What needs to be done -
Each entry below must appear in the output exactly as written.

Stored items from a collection -
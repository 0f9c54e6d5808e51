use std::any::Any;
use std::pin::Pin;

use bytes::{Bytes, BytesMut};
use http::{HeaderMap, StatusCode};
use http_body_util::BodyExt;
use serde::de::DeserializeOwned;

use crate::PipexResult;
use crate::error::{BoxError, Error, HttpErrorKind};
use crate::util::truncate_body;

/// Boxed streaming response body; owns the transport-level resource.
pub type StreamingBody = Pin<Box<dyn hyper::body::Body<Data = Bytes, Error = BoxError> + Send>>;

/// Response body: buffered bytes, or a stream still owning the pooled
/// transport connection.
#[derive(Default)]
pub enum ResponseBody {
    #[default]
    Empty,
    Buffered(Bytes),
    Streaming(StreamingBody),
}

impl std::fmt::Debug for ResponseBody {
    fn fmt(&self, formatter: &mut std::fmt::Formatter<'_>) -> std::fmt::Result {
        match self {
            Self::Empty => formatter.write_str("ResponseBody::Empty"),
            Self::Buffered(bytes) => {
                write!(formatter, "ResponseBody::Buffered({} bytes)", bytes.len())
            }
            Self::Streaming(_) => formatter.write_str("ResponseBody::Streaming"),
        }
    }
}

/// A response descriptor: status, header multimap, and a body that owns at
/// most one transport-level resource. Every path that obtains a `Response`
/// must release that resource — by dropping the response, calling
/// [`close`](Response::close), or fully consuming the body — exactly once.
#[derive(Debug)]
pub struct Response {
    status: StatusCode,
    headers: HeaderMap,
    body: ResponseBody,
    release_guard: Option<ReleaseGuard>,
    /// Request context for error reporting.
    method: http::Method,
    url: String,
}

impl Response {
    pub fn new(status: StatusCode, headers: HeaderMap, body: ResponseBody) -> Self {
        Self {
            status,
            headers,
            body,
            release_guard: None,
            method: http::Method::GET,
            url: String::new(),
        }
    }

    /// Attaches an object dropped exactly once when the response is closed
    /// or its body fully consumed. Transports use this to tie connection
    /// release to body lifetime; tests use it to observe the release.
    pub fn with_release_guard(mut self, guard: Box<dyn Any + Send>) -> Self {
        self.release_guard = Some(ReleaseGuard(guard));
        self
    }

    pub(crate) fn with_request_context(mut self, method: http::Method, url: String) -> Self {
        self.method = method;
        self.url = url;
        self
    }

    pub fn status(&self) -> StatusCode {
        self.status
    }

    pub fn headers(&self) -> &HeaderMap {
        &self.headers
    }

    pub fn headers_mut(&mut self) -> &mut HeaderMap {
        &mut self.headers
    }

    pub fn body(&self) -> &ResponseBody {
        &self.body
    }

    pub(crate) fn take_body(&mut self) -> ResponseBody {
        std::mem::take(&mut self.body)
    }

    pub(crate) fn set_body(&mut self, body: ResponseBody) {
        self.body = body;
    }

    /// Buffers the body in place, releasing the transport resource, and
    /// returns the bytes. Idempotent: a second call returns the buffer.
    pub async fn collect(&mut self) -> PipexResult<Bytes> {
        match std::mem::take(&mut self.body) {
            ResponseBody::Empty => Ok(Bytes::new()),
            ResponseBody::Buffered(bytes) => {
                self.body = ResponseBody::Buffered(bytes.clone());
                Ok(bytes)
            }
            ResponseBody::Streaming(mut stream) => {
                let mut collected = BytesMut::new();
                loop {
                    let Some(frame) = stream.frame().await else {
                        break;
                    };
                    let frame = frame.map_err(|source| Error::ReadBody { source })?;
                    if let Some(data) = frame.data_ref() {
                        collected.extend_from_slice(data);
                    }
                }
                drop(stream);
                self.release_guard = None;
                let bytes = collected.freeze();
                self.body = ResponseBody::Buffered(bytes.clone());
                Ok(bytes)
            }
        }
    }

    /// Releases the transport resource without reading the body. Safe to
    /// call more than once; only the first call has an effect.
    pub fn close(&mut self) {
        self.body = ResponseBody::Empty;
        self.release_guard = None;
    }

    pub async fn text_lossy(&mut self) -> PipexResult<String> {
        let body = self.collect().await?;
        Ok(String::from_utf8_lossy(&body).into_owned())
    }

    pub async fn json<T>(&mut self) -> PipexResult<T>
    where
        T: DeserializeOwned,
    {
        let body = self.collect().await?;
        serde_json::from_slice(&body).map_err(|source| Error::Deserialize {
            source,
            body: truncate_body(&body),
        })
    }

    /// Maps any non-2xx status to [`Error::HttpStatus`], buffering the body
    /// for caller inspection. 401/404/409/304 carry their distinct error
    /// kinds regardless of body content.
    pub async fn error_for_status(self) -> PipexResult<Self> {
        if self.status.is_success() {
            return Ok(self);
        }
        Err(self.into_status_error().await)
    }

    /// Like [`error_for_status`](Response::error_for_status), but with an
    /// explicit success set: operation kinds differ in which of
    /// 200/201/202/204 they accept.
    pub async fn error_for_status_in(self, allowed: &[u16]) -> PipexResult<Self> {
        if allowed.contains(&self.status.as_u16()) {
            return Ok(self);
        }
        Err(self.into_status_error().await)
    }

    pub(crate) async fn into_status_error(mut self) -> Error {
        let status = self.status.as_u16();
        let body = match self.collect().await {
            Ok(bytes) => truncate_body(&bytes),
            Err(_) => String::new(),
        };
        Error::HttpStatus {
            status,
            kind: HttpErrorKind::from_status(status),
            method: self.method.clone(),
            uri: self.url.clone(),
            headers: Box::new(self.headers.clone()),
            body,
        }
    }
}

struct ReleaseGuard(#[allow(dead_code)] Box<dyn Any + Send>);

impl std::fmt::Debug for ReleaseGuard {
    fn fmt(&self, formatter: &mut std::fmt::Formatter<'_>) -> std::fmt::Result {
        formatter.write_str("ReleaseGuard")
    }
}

Reply to the exercise -
repository 0f9c54e6d5808e51
use std::any::Any;
use std::pin::Pin;

use bytes::{Bytes, BytesMut};
use http::{HeaderMap, StatusCode};
use http_body_util::BodyExt;
use serde::de::DeserializeOwned;

use crate::PipexResult;
use crate::error::{BoxError, Error, HttpErrorKind};
use crate::util::truncate_body;

/// Boxed streaming response body; owns the transport-level resource.
pub type StreamingBody = Pin<Box<dyn hyper::body::Body<Data = Bytes, Error = BoxError> + Send>>;

/// Response body: buffered bytes, or a stream still owning the pooled
/// transport connection.
#[derive(Default)]
pub enum ResponseBody {
    #[default]
    Empty,
    Buffered(Bytes),
    Streaming(StreamingBody),
}

impl std::fmt::Debug for ResponseBody {
    fn fmt(&self, formatter: &mut std::fmt::Formatter<'_>) -> std::fmt::Result {
        match self {
            Self::Empty => formatter.write_str("ResponseBody::Empty"),
            Self::Buffered(bytes) => {
                write!(formatter, "ResponseBody::Buffered({} bytes)", bytes.len())
            }
            Self::Streaming(_) => formatter.write_str("ResponseBody::Streaming"),
        }
    }
}

/// A response descriptor: status, header multimap, and a body that owns at
/// most one transport-level resource. Every path that obtains a `Response`
/// must release that resource — by dropping the response, calling
/// [`close`](Response::close), or fully consuming the body — exactly once.
#[derive(Debug)]
pub struct Response {
    status: StatusCode,
    headers: HeaderMap,
    body: ResponseBody,
    release_guard: Option<ReleaseGuard>,
    /// Request context for error reporting.
    method: http::Method,
    url: String,
}

impl Response {
    pub fn new(status: StatusCode, headers: HeaderMap, body: ResponseBody) -> Self {
        Self {
            status,
            headers,
            body,
            release_guard: None,
            method: http::Method::GET,
            url: String::new(),
        }
    }

    /// Attaches an object dropped exactly once when the response is closed
    /// or its body fully consumed. Transports use this to tie connection
    /// release to body lifetime; tests use it to observe the release.
    pub fn with_release_guard(mut self, guard: Box<dyn Any + Send>) -> Self {
        self.release_guard = Some(ReleaseGuard(guard));
        self
    }

    pub(crate) fn with_request_context(mut self, method: http::Method, url: String) -> Self {
        self.method = method;
        self.url = url;
        self
    }

    pub fn status(&self) -> StatusCode {
        self.status
    }

    pub fn headers(&self) -> &HeaderMap {
        &self.headers
    }

    pub fn headers_mut(&mut self) -> &mut HeaderMap {
        &mut self.headers
    }

    pub fn body(&self) -> &ResponseBody {
        &self.body
    }

    pub(crate) fn take_body(&mut self) -> ResponseBody {
        std::mem::take(&mut self.body)
    }

    pub(crate) fn set_body(&mut self, body: ResponseBody) {
        self.body = body;
    }

    /// Buffers the body in place, releasing the transport resource, and
    /// returns the bytes. Idempotent: a second call returns the buffer.
    pub async fn collect(&mut self) -> PipexResult<Bytes> {
        match std::mem::take(&mut self.body) {
            ResponseBody::Empty => Ok(Bytes::new()),
            ResponseBody::Buffered(bytes) => {
                self.body = ResponseBody::Buffered(bytes.clone());
                Ok(bytes)
            }
            ResponseBody::Streaming(mut stream) => {
                let mut collected = BytesMut::new();
                loop {
                    let Some(frame) = stream.frame().await else {
                        break;
                    };
                    let frame = frame.map_err(|source| Error::ReadBody { source })?;
                    if let Some(data) = frame.data_ref() {
                        collected.extend_from_slice(data);
                    }
                }
                drop(stream);
                self.release_guard = None;
                let bytes = collected.freeze();
                self.body = ResponseBody::Buffered(bytes.clone());
                Ok(bytes)
            }
        }
    }

    /// Releases the transport resource without reading the body. Safe to
    /// call more than once; only the first call has an effect.
    pub fn close(&mut self) {
        self.body = ResponseBody::Empty;
        self.release_guard = None;
    }

    pub async fn text_lossy(&mut self) -> PipexResult<String> {
        let body = self.collect().await?;
        Ok(String::from_utf8_lossy(&body).into_owned())
    }

    pub async fn json<T>(&mut self) -> PipexResult<T>
    where
        T: DeserializeOwned,
    {
        let body = self.collect().await?;
        serde_json::from_slice(&body).map_err(|source| Error::Deserialize {
            source,
            body: truncate_body(&body),
        })
    }

    /// Maps any non-2xx status to [`Error::HttpStatus`], buffering the body
    /// for caller inspection. 401/404/409/304 carry their distinct error
    /// kinds regardless of body content.
    pub async fn error_for_status(self) -> PipexResult<Self> {
        if self.status.is_success() {
            return Ok(self);
        }
        Err(self.into_status_error().await)
    }

    /// Like [`error_for_status`](Response::error_for_status), but with an
    /// explicit success set: operation kinds differ in which of
    /// 200/201/202/204 they accept.
    pub async fn error_for_status_in(self, allowed: &[u16]) -> PipexResult<Self> {
        if allowed.contains(&self.status.as_u16()) {
            return Ok(self);
        }
        Err(self.into_status_error().await)
    }

    pub(crate) async fn into_status_error(mut self) -> Error {
        let status = self.status.as_u16();
        let body = match self.collect().await {
            Ok(bytes) => truncate_body(&bytes),
            Err(_) => String::new(),
        };
        Error::HttpStatus {
            status,
            kind: HttpErrorKind::from_status(status),
            method: self.method.clone(),
            uri: self.url.clone(),
            headers: Box::new(self.headers.clone()),
            body,
        }
    }
}

struct ReleaseGuard(#[allow(dead_code)] Box<dyn Any + Send>);

impl std::fmt::Debug for ReleaseGuard {
    fn fmt(&self, formatter: &mut std::fmt::Formatter<'_>) -> std::fmt::Result {
        formatter.write_str("ReleaseGuard")
    }
}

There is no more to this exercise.